La gelatina que tu mamá hubiera presumido en la fiesta
Si estás buscando un postre diferente, delicioso y con ese toque casero que nos hace suspirar, la Gelatina Cremosa de Elote es justo lo que necesitas. Suavecita, con una textura que se derrite en la boca y un sabor que te transporta directo a la cocina de la abuela. Ideal para cualquier reunión familiar, una fiesta, o simplemente para consentirte un antojo.
Esta receta combina lo mejor del elote con lo dulce de la leche condensada y la suavidad del queso crema, logrando un postre espectacular que seguro querrás repetir.
Ingredientes:
- 3 tazas de elote cocido (puede ser fresco o de lata, bien escurrido)
- 1 lata de leche condensada
- ½ lata de leche evaporada
- 100 g de queso crema (a temperatura ambiente)

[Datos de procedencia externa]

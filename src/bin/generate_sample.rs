use std::path::PathBuf;

use anyhow::{Context, Result};
use clap::Parser;
use serde::Serialize;

/// Write a deterministic sample trade export.
#[derive(Debug, Parser)]
#[command(name = "generate_sample", version, about)]
struct Args {
    /// Where to write the JSON array.
    #[arg(default_value = "sample_trades.json")]
    output: PathBuf,
}

/// One row shaped like the market tool's JSON export: every number is a
/// string, exactly as scraped from the page.
#[derive(Serialize)]
#[serde(rename_all = "camelCase")]
struct ExportRow {
    title: String,
    image: String,
    buy_price: String,
    buy_time_ago: String,
    sell_price: String,
    sell_time_ago: String,
    from_location: String,
    to_location: String,
    profit: String,
    profit_percent: String,
    sold_per_day: String,
}

/// Minimal deterministic PRNG (xoshiro256**)
struct SimpleRng {
    state: [u64; 4],
}

impl SimpleRng {
    fn new(seed: u64) -> Self {
        let mut s = [0u64; 4];
        let mut x = seed;
        for slot in &mut s {
            x = x.wrapping_mul(6364136223846793005).wrapping_add(1);
            *slot = x;
        }
        SimpleRng { state: s }
    }

    fn next_u64(&mut self) -> u64 {
        let result = (self.state[1].wrapping_mul(5))
            .rotate_left(7)
            .wrapping_mul(9);
        let t = self.state[1] << 17;
        self.state[2] ^= self.state[0];
        self.state[3] ^= self.state[1];
        self.state[1] ^= self.state[2];
        self.state[0] ^= self.state[3];
        self.state[2] ^= t;
        self.state[3] = self.state[3].rotate_left(45);
        result
    }

    fn next_f64(&mut self) -> f64 {
        (self.next_u64() >> 11) as f64 / (1u64 << 53) as f64
    }

    fn range(&mut self, lo: f64, hi: f64) -> f64 {
        lo + (hi - lo) * self.next_f64()
    }

    fn pick<'a>(&mut self, items: &[&'a str]) -> &'a str {
        items[(self.next_u64() % items.len() as u64) as usize]
    }
}

const CITIES: [&str; 7] = [
    "Bridgewatch",
    "Caerleon",
    "Fort Sterling",
    "Lymhurst",
    "Martlock",
    "Thetford",
    "Black Market",
];

const ITEMS: [(&str, &str, f64); 8] = [
    ("Adept's Bag", "T4_BAG", 1_500.0),
    ("Expert's Broadsword", "T5_MAIN_SWORD", 9_000.0),
    ("Master's Leather Jacket", "T6_ARMOR_LEATHER_SET1", 28_000.0),
    ("Journeyman's Cape", "T3_CAPE", 400.0),
    ("Grandmaster's Great Axe", "T7_2H_AXE", 95_000.0),
    ("Adept's Mercenary Hood", "T4_HEAD_LEATHER_SET1", 1_100.0),
    ("Expert's Fire Staff", "T5_MAIN_FIRESTAFF", 12_500.0),
    ("Elder's Plate Boots", "T8_SHOES_PLATE_SET1", 240_000.0),
];

fn time_ago(rng: &mut SimpleRng) -> String {
    let minutes = rng.range(1.0, 60.0 * 30.0) as u64;
    if minutes < 60 {
        format!("{minutes} min ago")
    } else {
        format!("{} h ago", minutes / 60)
    }
}

fn main() -> Result<()> {
    let args = Args::parse();
    let mut rng = SimpleRng::new(42);

    let mut rows = Vec::new();
    for &(title, id, base) in &ITEMS {
        for _ in 0..6 {
            let from = rng.pick(&CITIES);
            let mut to = rng.pick(&CITIES);
            while to == from {
                to = rng.pick(&CITIES);
            }

            let buy = (base * rng.range(0.8, 1.1)).round();
            let sell = (base * rng.range(0.85, 1.45)).round();
            let profit = sell - buy;

            rows.push(ExportRow {
                title: title.to_string(),
                image: format!("https://render.albiononline.com/v1/item/{id}.png"),
                buy_price: format!("{buy}"),
                buy_time_ago: time_ago(&mut rng),
                sell_price: format!("{sell}"),
                sell_time_ago: time_ago(&mut rng),
                from_location: from.to_string(),
                to_location: to.to_string(),
                profit: format!("{profit}"),
                profit_percent: format!("{:.1}", profit / buy * 100.0),
                sold_per_day: format!("{:.0}", rng.range(0.0, 400.0)),
            });
        }
    }

    let json = serde_json::to_string_pretty(&rows).context("serialising sample rows")?;
    std::fs::write(&args.output, json)
        .with_context(|| format!("writing {}", args.output.display()))?;

    println!(
        "Wrote {} trade records to {}",
        rows.len(),
        args.output.display()
    );
    Ok(())
}

#[cfg(test)]
mod tests {
    use super::*;
    use clap::error::ErrorKind;

    #[test]
    fn test_default_output_path() {
        let args = Args::try_parse_from(["generate_sample"]).unwrap();
        assert_eq!(args.output, PathBuf::from("sample_trades.json"));
    }

    #[test]
    fn test_positional_output_path() {
        let args = Args::try_parse_from(["generate_sample", "out/trades.json"]).unwrap();
        assert_eq!(args.output, PathBuf::from("out/trades.json"));
    }

    #[test]
    fn test_flags_are_not_taken_as_paths() {
        let err = Args::try_parse_from(["generate_sample", "--help"]).unwrap_err();
        assert_eq!(err.kind(), ErrorKind::DisplayHelp);
        let err = Args::try_parse_from(["generate_sample", "-o", "x.json"]).unwrap_err();
        assert_eq!(err.kind(), ErrorKind::UnknownArgument);
    }
}
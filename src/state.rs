use std::path::{Path, PathBuf};

use crate::data::filter::{filtered_indices, FilterError, FilterInputs};
use crate::data::loader;
use crate::data::model::{Record, TaxRates};
use crate::data::rating::{rate, Rated};
use crate::data::sort::{SortKey, SortState};

// ---------------------------------------------------------------------------
// Status line
// ---------------------------------------------------------------------------

#[derive(Debug, Clone, PartialEq)]
pub struct Status {
    pub text: String,
    pub is_error: bool,
}

impl Status {
    fn info(text: impl Into<String>) -> Self {
        Self {
            text: text.into(),
            is_error: false,
        }
    }

    fn error(text: impl Into<String>) -> Self {
        Self {
            text: text.into(),
            is_error: true,
        }
    }
}

// ---------------------------------------------------------------------------
// Application state
// ---------------------------------------------------------------------------

/// The full session state, independent of rendering.
pub struct AppState {
    /// All records from the last successful load.
    pub records: Vec<Record>,

    /// Indices into `records` passing the current filters, in display order.
    pub visible_indices: Vec<usize>,

    /// Text of the ten filter boxes.
    pub filters: FilterInputs,

    pub sort: SortState,

    /// Fee model used for the net-profit hover text and rating panel.
    pub tax_rates: TaxRates,

    /// File the current records came from.
    pub source: Option<PathBuf>,

    /// Status / error message shown in the UI.
    pub status: Status,

    /// Case-insensitive title search over the rating list.
    pub rating_search: String,

    /// Record picked from the rating list, tinted in the table.
    pub highlighted: Option<usize>,

    /// Set when the table should scroll to `highlighted` on the next frame.
    pub scroll_pending: bool,
}

impl Default for AppState {
    fn default() -> Self {
        Self {
            records: Vec::new(),
            visible_indices: Vec::new(),
            filters: FilterInputs::default(),
            sort: SortState::default(),
            tax_rates: TaxRates::default(),
            source: None,
            status: Status::info("Ready. Open or drop a JSON export."),
            rating_search: String::new(),
            highlighted: None,
            scroll_pending: false,
        }
    }
}

impl AppState {
    pub fn has_data(&self) -> bool {
        !self.records.is_empty()
    }

    /// Records in display order.
    pub fn visible_records(&self) -> impl Iterator<Item = &Record> + '_ {
        self.visible_indices.iter().map(|&i| &self.records[i])
    }

    pub fn set_premium(&mut self, premium: bool) {
        self.tax_rates = TaxRates::new(premium);
    }

    pub fn is_premium(&self) -> bool {
        self.tax_rates == TaxRates::new(true)
    }

    /// Read a file and make it the active data set. On failure the
    /// previous records, view and filters are left untouched.
    pub fn load_file(&mut self, path: &Path) {
        let name = display_name(path);
        match loader::load_file(path) {
            Ok(records) => {
                log::info!("Loaded {} records from {}", records.len(), path.display());
                self.set_records(records, path.to_path_buf());
            }
            Err(e) => {
                log::error!("Failed to load {}: {e:#}", path.display());
                self.status = Status::error(format!("Failed to load {name}: {e:#}"));
            }
        }
    }

    /// Replace the data set, then re-run the current filters and sort.
    pub fn set_records(&mut self, records: Vec<Record>, source: PathBuf) {
        let name = display_name(&source);
        self.records = records;
        self.source = Some(source);
        self.highlighted = None;
        self.scroll_pending = false;
        self.visible_indices = (0..self.records.len()).collect();

        let loaded = format!("Loaded {} records from {name}", self.records.len());
        self.status = match self.refilter() {
            Ok(()) => Status::info(format!(
                "{loaded}; showing {} of {}",
                self.visible_indices.len(),
                self.records.len()
            )),
            Err(e) => {
                self.resort();
                Status::error(format!("{loaded}; filters not applied: {e}"))
            }
        };
    }

    /// Parse the filter boxes and rebuild the view. A bad bound leaves the
    /// view as it was. No-op without data.
    pub fn apply_filters(&mut self) {
        if !self.has_data() {
            return;
        }
        match self.refilter() {
            Ok(()) => {
                self.status = Status::info(format!(
                    "Filtered: {} of {} records",
                    self.visible_indices.len(),
                    self.records.len()
                ));
            }
            Err(e) => {
                log::warn!("Filter not applied: {e}");
                self.status = Status::error(format!("Invalid filter: {e}"));
            }
        }
    }

    /// Clear all filter boxes and show every record in the current sort.
    pub fn reset_filters(&mut self) {
        self.filters.clear();
        if !self.has_data() {
            return;
        }
        self.visible_indices = (0..self.records.len()).collect();
        self.resort();
        self.status = Status::info(format!(
            "Filters reset. Showing {} records",
            self.visible_indices.len()
        ));
    }

    /// Header click. Out-of-range columns are ignored.
    pub fn select_sort_column(&mut self, column: usize) {
        let Some(key) = SortKey::from_column(column) else {
            log::debug!("Ignoring sort on unknown column {column}");
            return;
        };
        self.sort.select(key);
        self.resort();
        self.status = Status::info(format!(
            "Sorted by '{}' {}",
            key.label(),
            self.sort.direction_label()
        ));
    }

    /// Opportunity ranking over the visible rows.
    pub fn ratings(&self) -> Vec<Rated> {
        rate(&self.records, &self.visible_indices)
    }

    /// Ratings whose title contains the search text, each with its rank
    /// (1-based) in the unfiltered rating list.
    pub fn searched_ratings(&self) -> Vec<(usize, Rated)> {
        let needle = self.rating_search.trim().to_lowercase();
        self.ratings()
            .into_iter()
            .enumerate()
            .filter(|(_, r)| {
                needle.is_empty() || self.records[r.index].title.to_lowercase().contains(&needle)
            })
            .map(|(i, r)| (i + 1, r))
            .collect()
    }

    /// Mark a record for highlighting and ask the table to scroll to it.
    pub fn highlight_record(&mut self, index: usize) {
        self.highlighted = Some(index);
        self.scroll_pending = true;
    }

    /// Display row of the highlighted record, if it is currently visible.
    pub fn highlighted_row(&self) -> Option<usize> {
        let target = self.highlighted?;
        self.visible_indices.iter().position(|&i| i == target)
    }

    /// Row to scroll to this frame. Clears the pending request.
    pub fn take_scroll_target(&mut self) -> Option<usize> {
        if !std::mem::take(&mut self.scroll_pending) {
            return None;
        }
        self.highlighted_row()
    }

    fn refilter(&mut self) -> Result<(), FilterError> {
        let bounds = self.filters.parse()?;
        if bounds.is_empty() {
            log::debug!("No filter bounds set");
        }
        self.visible_indices = filtered_indices(&self.records, &bounds);
        self.resort();
        Ok(())
    }

    fn resort(&mut self) {
        self.sort.apply(&self.records, &mut self.visible_indices);
    }
}

fn display_name(path: &Path) -> String {
    path.file_name()
        .map(|n| n.to_string_lossy().into_owned())
        .unwrap_or_else(|| path.display().to_string())
}
use std::fmt;

use serde_json::{Map, Value as JsonValue};

// ---------------------------------------------------------------------------
// NumericField – the five filterable columns
// ---------------------------------------------------------------------------

/// Numeric columns of a [`Record`]. These are the only fields that get
/// coerced at load time and the only ones that can carry a range filter.
#[derive(Debug, Clone, Copy, PartialEq, Eq, PartialOrd, Ord, Hash)]
pub enum NumericField {
    BuyPrice,
    SellPrice,
    Profit,
    ProfitPercent,
    SoldPerDay,
}

impl NumericField {
    pub const ALL: [NumericField; 5] = [
        NumericField::BuyPrice,
        NumericField::SellPrice,
        NumericField::Profit,
        NumericField::ProfitPercent,
        NumericField::SoldPerDay,
    ];

    /// Key used in the exported JSON.
    pub fn key(self) -> &'static str {
        match self {
            NumericField::BuyPrice => "buyPrice",
            NumericField::SellPrice => "sellPrice",
            NumericField::Profit => "profit",
            NumericField::ProfitPercent => "profitPercent",
            NumericField::SoldPerDay => "soldPerDay",
        }
    }

    /// Human readable label for filter widgets and messages.
    pub fn label(self) -> &'static str {
        match self {
            NumericField::BuyPrice => "Buy price",
            NumericField::SellPrice => "Sell price",
            NumericField::Profit => "Profit",
            NumericField::ProfitPercent => "Profit %",
            NumericField::SoldPerDay => "Sold/day",
        }
    }

    pub fn read(self, record: &Record) -> f64 {
        match self {
            NumericField::BuyPrice => record.buy_price,
            NumericField::SellPrice => record.sell_price,
            NumericField::Profit => record.profit,
            NumericField::ProfitPercent => record.profit_percent,
            NumericField::SoldPerDay => record.sold_per_day,
        }
    }
}

impl fmt::Display for NumericField {
    fn fmt(&self, f: &mut fmt::Formatter<'_>) -> fmt::Result {
        f.write_str(self.label())
    }
}

// ---------------------------------------------------------------------------
// Record – one trade opportunity
// ---------------------------------------------------------------------------

/// A single buy-low / sell-high opportunity (one element of the export).
#[derive(Debug, Clone, PartialEq, Default)]
pub struct Record {
    pub title: String,
    /// Icon path or URL; only its basename is displayed.
    pub image: String,
    pub buy_price: f64,
    pub buy_time_ago: String,
    pub sell_price: f64,
    pub sell_time_ago: String,
    pub from_location: String,
    pub to_location: String,
    pub profit: f64,
    pub profit_percent: f64,
    pub sold_per_day: f64,
}

impl Record {
    /// Build a record from one loosely-typed JSON object.
    ///
    /// Numeric fields never fail: booleans read as 1/0, and anything else that
    /// is not a finite number (or a string holding one) becomes `0.0`.
    /// Missing text fields become `""`.
    pub fn from_json(obj: &Map<String, JsonValue>) -> Self {
        let text = |key: &str| json_to_text(obj.get(key));
        let number = |field: NumericField| coerce_f64(obj.get(field.key()), field);

        Record {
            title: text("title"),
            image: text("image"),
            buy_price: number(NumericField::BuyPrice),
            buy_time_ago: text("buyTimeAgo"),
            sell_price: number(NumericField::SellPrice),
            sell_time_ago: text("sellTimeAgo"),
            from_location: text("fromLocation"),
            to_location: text("toLocation"),
            profit: number(NumericField::Profit),
            profit_percent: number(NumericField::ProfitPercent),
            sold_per_day: number(NumericField::SoldPerDay),
        }
    }

    /// Last path segment of `image`, accepting both `/` and `\` separators.
    pub fn image_basename(&self) -> &str {
        self.image
            .rsplit(['/', '\\'])
            .next()
            .unwrap_or(&self.image)
    }

    pub fn is_profitable(&self) -> bool {
        self.profit > 0.0
    }

    /// Profit after market fees and sales tax, as charged in game.
    pub fn net_profit(&self, rates: TaxRates) -> f64 {
        let sell_fee = (self.sell_price * rates.market_fee).ceil();
        let buy_fee = (self.buy_price * rates.market_fee).ceil();
        let tax = (self.sell_price * rates.sales_tax).ceil();
        self.sell_price - sell_fee - tax - self.buy_price - buy_fee
    }

    pub fn net_profit_percent(&self, rates: TaxRates) -> f64 {
        if self.buy_price > 0.0 {
            self.net_profit(rates) / self.buy_price * 100.0
        } else {
            0.0
        }
    }

    /// Display strings in table column order.
    pub fn display_cells(&self) -> [String; 11] {
        [
            self.title.clone(),
            self.image_basename().to_string(),
            format_amount(self.buy_price),
            self.buy_time_ago.clone(),
            format_amount(self.sell_price),
            self.sell_time_ago.clone(),
            self.from_location.clone(),
            self.to_location.clone(),
            format_amount(self.profit),
            format!("{:.1}%", self.profit_percent),
            format_amount(self.sold_per_day),
        ]
    }
}

fn json_to_text(val: Option<&JsonValue>) -> String {
    match val {
        None | Some(JsonValue::Null) => String::new(),
        Some(JsonValue::String(s)) => s.clone(),
        Some(other) => other.to_string(),
    }
}

/// Numeric coercion with zero fallback.
pub fn coerce_f64(val: Option<&JsonValue>, field: NumericField) -> f64 {
    let parsed = match val {
        Some(JsonValue::Number(n)) => n.as_f64(),
        Some(JsonValue::String(s)) => s.trim().parse::<f64>().ok(),
        Some(JsonValue::Bool(b)) => Some(if *b { 1.0 } else { 0.0 }),
        _ => None,
    };
    match parsed {
        Some(v) if v.is_finite() => v,
        _ => {
            log::debug!("Coercing {} value {val:?} to 0.0", field.key());
            0.0
        }
    }
}

/// Whole amounts print without decimals, fractional ones with two.
pub fn format_amount(v: f64) -> String {
    if v.fract() == 0.0 {
        format!("{v:.0}")
    } else {
        format!("{v:.2}")
    }
}

// ---------------------------------------------------------------------------
// TaxRates – market fee model
// ---------------------------------------------------------------------------

#[derive(Debug, Clone, Copy, PartialEq)]
pub struct TaxRates {
    /// Order placement fee, charged on both the buy and the sell order.
    pub market_fee: f64,
    /// Tax on the sale proceeds.
    pub sales_tax: f64,
}

impl TaxRates {
    pub const MARKET_FEE: f64 = 0.025;
    pub const NORMAL_SALES_TAX: f64 = 0.08;
    pub const PREMIUM_SALES_TAX: f64 = 0.04;

    pub fn new(premium: bool) -> Self {
        TaxRates {
            market_fee: Self::MARKET_FEE,
            sales_tax: if premium {
                Self::PREMIUM_SALES_TAX
            } else {
                Self::NORMAL_SALES_TAX
            },
        }
    }
}

impl Default for TaxRates {
    fn default() -> Self {
        TaxRates::new(false)
    }
}
use std::time::Duration;
use tokio::time::{interval_at, Instant, MissedTickBehavior};
use tracing::{debug, info, instrument};

use super::match_clock::MatchClock;

/// Configuration for the clock task
#[derive(Debug, Clone)]
pub struct ClockConfig {
    /// Wall time between ticks; each tick adds one second to the match clock
    pub tick_interval: Duration,
}

impl Default for ClockConfig {
    fn default() -> Self {
        Self {
            tick_interval: Duration::from_secs(1),
        }
    }
}

/// Runs forever, advancing the match clock once per tick
#[instrument(skip(clock))]
pub async fn start_clock_task(clock: MatchClock, config: ClockConfig) {
    info!(
        tick_interval_ms = config.tick_interval.as_millis() as u64,
        "Starting match clock"
    );

    // First tick one full interval from now, not immediately
    let mut ticker = interval_at(Instant::now() + config.tick_interval, config.tick_interval);
    ticker.set_missed_tick_behavior(MissedTickBehavior::Burst);

    loop {
        ticker.tick().await;
        let elapsed = clock.tick();
        if elapsed % 60 == 0 {
            debug!(elapsed = %clock.display(), "Match clock");
        }
    }
}
// Scoring history
//
// Bounded, newest-first log of score changes used for the timeline and the
// per-player score series.

pub use ledger::{HistoryLedger, LEDGER_CAPACITY};
pub use models::HistoryEvent;

mod ledger;
mod models;
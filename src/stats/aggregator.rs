use super::models::{DistributionRow, PlayerAnalytics, StatsSummary};
use super::{MIN_BAR_PERCENT, STREAK_THRESHOLD};
use crate::history::HistoryLedger;
use crate::player::{PlayerId, PlayerRegistry};
use crate::scoring::{MatchState, ScoreboardError};

/// Read-only statistics over the current scoreboard state.
///
/// Nothing is cached: every figure is derived from the registry, match state
/// and ledger at the moment it is asked for.
pub struct Statistics<'a> {
    players: &'a PlayerRegistry,
    match_state: &'a MatchState,
    ledger: &'a HistoryLedger,
}

impl<'a> Statistics<'a> {
    pub fn new(
        players: &'a PlayerRegistry,
        match_state: &'a MatchState,
        ledger: &'a HistoryLedger,
    ) -> Self {
        Self {
            players,
            match_state,
            ledger,
        }
    }

    /// Sum of current scores
    pub fn total(&self) -> i64 {
        self.players.iter().map(|p| p.score).sum()
    }

    /// The match high-water mark, or the best current score if that is higher
    pub fn peak(&self) -> i64 {
        let top = self.players.iter().map(|p| p.score).max().unwrap_or(0);
        self.match_state.peak_score.max(top)
    }

    /// Mean score rounded to the nearest integer, halves away from zero
    pub fn average(&self) -> i64 {
        if self.players.is_empty() {
            return 0;
        }
        round_div(self.total(), self.players.len() as i64)
    }

    pub fn streak_count(&self) -> usize {
        self.players
            .iter()
            .filter(|p| p.consecutive_positive >= STREAK_THRESHOLD)
            .count()
    }

    /// `None` if the player is not registered
    pub fn win_rate(&self, id: PlayerId) -> Option<u32> {
        self.players.get(id).map(|p| p.win_rate())
    }

    /// Players by score, highest first, each with a normalized bar length
    pub fn distribution(&self) -> Vec<DistributionRow> {
        let max_abs = self
            .players
            .iter()
            .map(|p| p.score.unsigned_abs())
            .max()
            .unwrap_or(0)
            .max(1);

        self.players
            .sorted_by_score()
            .into_iter()
            .map(|p| {
                let percent = p.score.unsigned_abs() as f64 / max_abs as f64 * 100.0;
                DistributionRow {
                    player_id: p.id,
                    name: p.name.clone(),
                    color: p.color.clone(),
                    score: p.score,
                    bar_percent: percent.max(MIN_BAR_PERCENT),
                }
            })
            .collect()
    }

    pub fn summary(&self) -> StatsSummary {
        StatsSummary {
            total: self.total(),
            peak: self.peak(),
            average: self.average(),
            streak_count: self.streak_count(),
            player_count: self.players.len(),
        }
    }

    pub fn player_analytics(&self, id: PlayerId) -> Result<PlayerAnalytics, ScoreboardError> {
        let player = self
            .players
            .get(id)
            .ok_or(ScoreboardError::PlayerNotFound(id))?;

        let rank = self
            .players
            .sorted_by_score()
            .iter()
            .position(|p| p.id == id)
            .map(|index| index + 1)
            .ok_or(ScoreboardError::PlayerNotFound(id))?;

        let timeline: Vec<i64> = self
            .ledger
            .for_player(id)
            .iter()
            .map(|event| event.resulting_score)
            .collect();
        let personal_peak = timeline.iter().copied().max().unwrap_or(0);

        Ok(PlayerAnalytics {
            player_id: player.id,
            name: player.name.clone(),
            color: player.color.clone(),
            rank,
            score: player.score,
            personal_peak,
            win_rate: player.win_rate(),
            timeline,
        })
    }
}

/// Integer division rounding to nearest, halves away from zero.
/// `denominator` must be positive.
fn round_div(numerator: i64, denominator: i64) -> i64 {
    let numerator = i128::from(numerator);
    let denominator = i128::from(denominator);
    let magnitude = (2 * numerator.abs() + denominator) / (2 * denominator);
    let rounded = if numerator < 0 { -magnitude } else { magnitude };
    rounded as i64
}
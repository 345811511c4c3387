// Player registry
//
// Owns the ordered player collection, hands out ids and palette colors,
// and derives the ranked view the scoreboard renders.

// Public API - what other modules can use
pub use models::{Player, PlayerId, RankedPlayer};
pub use palette::{Palette, PALETTE};
pub use registry::PlayerRegistry;

// Internal modules
mod models;
mod palette;
mod registry;
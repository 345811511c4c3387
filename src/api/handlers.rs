use axum::{
    extract::{Path, State},
    http::StatusCode,
    Json,
};
use tracing::{info, instrument};

use super::types::{
    AddPlayerRequest, ClockResponse, IncrementRequest, MatchResponse, ScoreRequest,
    SummaryResponse,
};
use crate::history::HistoryEvent;
use crate::player::{Player, PlayerId, RankedPlayer};
use crate::shared::{AppError, AppState};
use crate::stats::{DistributionRow, PlayerAnalytics};

/// HTTP handler for the ranked player list
///
/// GET /players
#[instrument(name = "list_players", skip(state))]
pub async fn list_players(State(state): State<AppState>) -> Json<Vec<RankedPlayer>> {
    let scoreboard = state.scoreboard.read().await;
    Json(scoreboard.list_players())
}

/// HTTP handler for adding a player
///
/// POST /players
/// Returns the created player, or 400 if the name is blank
#[instrument(name = "add_player", skip(state))]
pub async fn add_player(
    State(state): State<AppState>,
    Json(request): Json<AddPlayerRequest>,
) -> Result<(StatusCode, Json<Player>), AppError> {
    let mut scoreboard = state.scoreboard.write().await;
    let player = scoreboard.add_player(&request.name)?;

    Ok((StatusCode::CREATED, Json(player)))
}

/// HTTP handler for removing a player
///
/// DELETE /players/:id
/// Always 204; removing an unknown player is not an error
#[instrument(name = "remove_player", skip(state))]
pub async fn remove_player(State(state): State<AppState>, Path(id): Path<u64>) -> StatusCode {
    let mut scoreboard = state.scoreboard.write().await;
    scoreboard.remove_player(PlayerId(id));
    StatusCode::NO_CONTENT
}

/// HTTP handler for a plus or minus score action
///
/// POST /players/:id/score
/// Returns the recorded history event for the UI to animate
#[instrument(name = "apply_score", skip(state))]
pub async fn apply_score(
    State(state): State<AppState>,
    Path(id): Path<u64>,
    Json(request): Json<ScoreRequest>,
) -> Result<Json<HistoryEvent>, AppError> {
    let mut scoreboard = state.scoreboard.write().await;
    let event = scoreboard.apply_delta(PlayerId(id), request.positive)?;
    Ok(Json(event))
}

/// HTTP handler for one player's score series, oldest first
///
/// GET /players/:id/history
#[instrument(name = "player_history", skip(state))]
pub async fn player_history(
    State(state): State<AppState>,
    Path(id): Path<u64>,
) -> Json<Vec<HistoryEvent>> {
    let scoreboard = state.scoreboard.read().await;
    Json(scoreboard.history_for(PlayerId(id)))
}

/// HTTP handler for the analytics panel
///
/// GET /players/:id/analytics
#[instrument(name = "player_analytics", skip(state))]
pub async fn player_analytics(
    State(state): State<AppState>,
    Path(id): Path<u64>,
) -> Result<Json<PlayerAnalytics>, AppError> {
    let scoreboard = state.scoreboard.read().await;
    let analytics = scoreboard.player_analytics(PlayerId(id))?;
    Ok(Json(analytics))
}

/// HTTP handler for the match timeline, newest first
///
/// GET /history
#[instrument(name = "list_history", skip(state))]
pub async fn list_history(State(state): State<AppState>) -> Json<Vec<HistoryEvent>> {
    let scoreboard = state.scoreboard.read().await;
    Json(scoreboard.history().iter().cloned().collect())
}

/// POST /round/next
#[instrument(name = "advance_round", skip(state))]
pub async fn advance_round(State(state): State<AppState>) -> Json<MatchResponse> {
    let mut scoreboard = state.scoreboard.write().await;
    scoreboard.advance_round();
    Json(MatchResponse::from(scoreboard.match_state()))
}

/// HTTP handler for changing the step size
///
/// PUT /increment
/// Returns 400 and leaves the step unchanged for values outside the allowed set
#[instrument(name = "set_increment", skip(state))]
pub async fn set_increment(
    State(state): State<AppState>,
    Json(request): Json<IncrementRequest>,
) -> Result<Json<MatchResponse>, AppError> {
    let mut scoreboard = state.scoreboard.write().await;
    scoreboard.set_increment(request.value)?;
    Ok(Json(MatchResponse::from(scoreboard.match_state())))
}

/// HTTP handler for resetting the match
///
/// POST /reset
/// Zeroes scores, clears history, restarts the round count and the clock.
/// Players are kept.
#[instrument(name = "reset_match", skip(state))]
pub async fn reset_match(State(state): State<AppState>) -> Json<MatchResponse> {
    let mut scoreboard = state.scoreboard.write().await;
    scoreboard.reset_match();
    state.clock.reset();

    info!("Match and clock reset");

    Json(MatchResponse::from(scoreboard.match_state()))
}

/// GET /stats
#[instrument(name = "get_stats", skip(state))]
pub async fn get_stats(State(state): State<AppState>) -> Json<SummaryResponse> {
    let scoreboard = state.scoreboard.read().await;
    let match_state = scoreboard.match_state();

    Json(SummaryResponse {
        stats: scoreboard.statistics().summary(),
        round: match_state.round,
        score_increment: match_state.score_increment.value(),
        total_points: match_state.total_points,
        total_changes: match_state.total_changes,
        clock: ClockResponse::from(&state.clock),
    })
}

/// GET /distribution
#[instrument(name = "get_distribution", skip(state))]
pub async fn get_distribution(State(state): State<AppState>) -> Json<Vec<DistributionRow>> {
    let scoreboard = state.scoreboard.read().await;
    Json(scoreboard.statistics().distribution())
}

/// GET /clock
#[instrument(name = "get_clock", skip(state))]
pub async fn get_clock(State(state): State<AppState>) -> Json<ClockResponse> {
    Json(ClockResponse::from(&state.clock))
}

- 1 sobre de grenetina (7 g) hidratado en ¼ de taza de agua y disuelto
- Opcional: canela en polvo o esencia de vainilla al gusto
Preparación:
- Licuar los ingredientes:
En la licuadora, coloca el elote cocido, la leche condensada, la leche evaporada y el queso crema. Licúa hasta que quede una mezcla muy suave. Si te gusta encontrar trocitos de elote, puedes licuar solo parcialmente. - Agregar la grenetina:
Hidrata la grenetina en el agua fría y luego disuélvela a baño maría o en el microondas (unos 10-15 segundos). Incorpórala a la mezcla de la licuadora y licúa unos segundos más para integrarla. - Vaciar al molde:
Vierte la mezcla en un molde para gelatina previamente engrasado (puede ser con un poco de aceite vegetal). Refrigera por al menos 4 horas, o hasta que cuaje completamente. - Desmoldar y disfrutar:
Desmolda con cuidado y sirve. Puedes decorar con granos de elote, un poco de canela o una cucharadita de crema dulce encima. ¡Una delicia!
Tip de la abuela:
Si quieres un sabor aún más intenso, puedes tostar ligeramente el elote antes de licuarlo. También puedes hacer porciones individuales usando moldes pequeños o vasitos.
Este postre no solo es hermoso y sabroso, sino que además es muy fácil de hacer. Perfecto para sorprender en cualquier ocasión. Porque sí: tu mamá sí la habría presumido… y tú también deberías hacerlo.